I am a veteran T1 and I have been considering switching from MDI to a pump. But, after having done some research, I was dissapointed in the limited functionality of current insulin pumps.

If I am going to have a gadget attached to me 24/7, it must do everything. The way pumps work at the moment, you still have to test your blood sugar. And you still have to give yourself a bolus infusion if it is too high.

Why shouldn't the device that infuses insulin also decide on how much to infuse and when? A sensor implanted below the skin could regularly send BS readings to the pump. And, based on parameters that are set, it would respond by infusing a suitable amount of insulin.

The fact that there is a time delay between infusion and action of insulin complicates things.

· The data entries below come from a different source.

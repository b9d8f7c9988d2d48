//! `log` facade adapter.
//!
//! [`CaptureLogger`] writes every enabled `log` record into the
//! [`Console`], so developer diagnostics appear in the serial stream, the
//! ring buffer and the live channel exactly as the device prints them.

use log::{LevelFilter, Log, Metadata, Record, SetLoggerError};

use crate::log_capture::Console;

/// Logger that appends records to the captured console.
pub struct CaptureLogger {
    console: Console,
    level: LevelFilter,
}

impl CaptureLogger {
    pub fn new(console: Console, level: LevelFilter) -> Self {
        Self { console, level }
    }
}

impl Log for CaptureLogger {
    fn enabled(&self, metadata: &Metadata<'_>) -> bool {
        metadata.level() <= self.level
    }

    fn log(&self, record: &Record<'_>) {
        if !self.enabled(record.metadata()) {
            return;
        }
        // ESP-IDF style: level letter, then target.
        let letter = match record.level() {
            log::Level::Error => 'E',
            log::Level::Warn => 'W',
            log::Level::Info => 'I',
            log::Level::Debug => 'D',
            log::Level::Trace => 'V',
        };
        self.console
            .line(format_args!("{} {}: {}", letter, record.target(), record.args()));
    }

    fn flush(&self) {}
}

/// Install a [`CaptureLogger`] as the process logger.
pub fn install(console: &Console, level: LevelFilter) -> Result<(), SetLoggerError> {
    log::set_boxed_logger(Box::new(CaptureLogger::new(console.clone(), level)))?;
    log::set_max_level(level);
    Ok(())
}
//! Fuzz target: `PreferenceProxy::write` / `read`
//!
//! Interprets the input as `key=value` and writes it through the default
//! allow-list into an in-memory store.
//!
//! Invariants checked:
//! - No panics under any key or value
//! - Keys outside the allow-list never reach the store
//! - Values over the entry's length limit are refused
//! - Sensitive values never read back in clear
//!
//! cargo fuzz run fuzz_pref_write

#![no_main]

use astrogate::adapters::nvs::MemoryStore;
use astrogate::log_capture::Console;
use astrogate::prefs::{PrefValue, PreferenceProxy, PreferenceSchema, WriteOutcome};
use libfuzzer_sys::fuzz_target;

fuzz_target!(|data: &[u8]| {
    let Ok(text) = std::str::from_utf8(data) else {
        return;
    };
    let (key, value) = text.split_once('=').unwrap_or((text, ""));

    let schema = PreferenceSchema::default();
    let console = Console::detached();
    let proxy = PreferenceProxy::new(&schema, &console);
    let mut store = MemoryStore::new();

    match proxy.write(&mut store, key, value) {
        Ok(WriteOutcome::Cleared) => assert!(store.is_empty()),
        Ok(WriteOutcome::Stored { key }) => {
            let entry = schema.entry(&key).expect("stored key is allow-listed");
            assert!(value.len() <= entry.max_len);
            let readout = proxy.read(&store, &key).expect("allow-listed key reads");
            if entry.sensitive && !value.is_empty() {
                assert_eq!(readout.get(&key), Some(&PrefValue::Str("********".into())));
            }
        }
        Err(_) => assert!(store.is_empty()),
    }
});
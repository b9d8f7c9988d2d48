//! Outbound live-channel messages.
//!
//! Every frame pushed to subscribers is an [`Envelope`] serialised as
//! `{"type": "...", ...}`. The web UI dispatches on `type`.

use serde::Serialize;

use crate::diagnostics::HealthReport;

/// A frame for live-channel subscribers.
#[derive(Debug, Serialize)]
#[serde(tag = "type", rename_all = "lowercase")]
pub enum Envelope<'a> {
    /// Periodic state summary.
    State { data: &'a StateSnapshot },
    /// Periodic health report.
    Health { data: &'a HealthReport },
    /// One captured console line.
    Log { line: &'a str },
    /// Firmware upload progress as a fraction of the declared size.
    Ota { progress: f32 },
}

/// Compact device state for `/api/state` and the `state` envelope.
#[derive(Debug, Clone, PartialEq, Eq, Serialize)]
#[serde(rename_all = "camelCase")]
pub struct StateSnapshot {
    pub wifi_enabled: bool,
    pub remote_enabled: bool,
    /// Only reported when a droid remote is fitted.
    #[serde(skip_serializing_if = "Option::is_none")]
    pub remote_connected: Option<bool>,
    /// Seconds since boot.
    pub uptime: u64,
    pub free_heap: u32,
    pub sleeping: bool,
    pub ota_in_progress: bool,
}
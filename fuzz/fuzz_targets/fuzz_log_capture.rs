//! Fuzz target: `LogRingBuffer::append`
//!
//! Feeds arbitrary console output, split at a fuzz-chosen point, into a
//! small ring.
//!
//! Invariants checked:
//! - No panics under any byte sequence
//! - `line_count() == min(total_count(), capacity)`
//! - Stored lines are non-empty and never contain `\n` or `\r`
//! - Retained sequence ids are contiguous and end at `total_count()`
//!
//! cargo fuzz run fuzz_log_capture

#![no_main]

use astrogate::log_capture::LogRingBuffer;
use libfuzzer_sys::fuzz_target;

fuzz_target!(|data: &[u8]| {
    let Some((&cut, rest)) = data.split_first() else {
        return;
    };
    let at = usize::from(cut).min(rest.len());

    let mut ring = LogRingBuffer::<Vec<u8>, 16>::new(Vec::new());
    ring.append(&rest[..at]);
    ring.append(&rest[at..]);

    let total = ring.total_count();
    assert_eq!(ring.line_count(), (total as usize).min(16));

    let mut prev = None;
    for line in ring.iter() {
        let text = line.text();
        assert!(!text.is_empty());
        assert!(!text.contains('\n') && !text.contains('\r'));
        if let Some(p) = prev {
            assert_eq!(line.seq(), p + 1);
        }
        prev = Some(line.seq());
    }
    assert_eq!(prev.unwrap_or(0), total);
});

You would still want to be able to give yourself a bolus before meals. But, for the rest of the time, the pump should be able to actively manage your blood sugar level.

What is preventing this sort of feedback driven system from being used? Developing a suitable algorithm and programming a microprocessor is not difficult. Please let me know if I am missing something.

Cheers,

Mark

Mark, When I was looking to upgrade from my older pump to a new one last month I checked on variety of pumps but my best information came from the members here that wear the ones I was looking into. Tony sent me this info about the progress of the pump. Hope it helps.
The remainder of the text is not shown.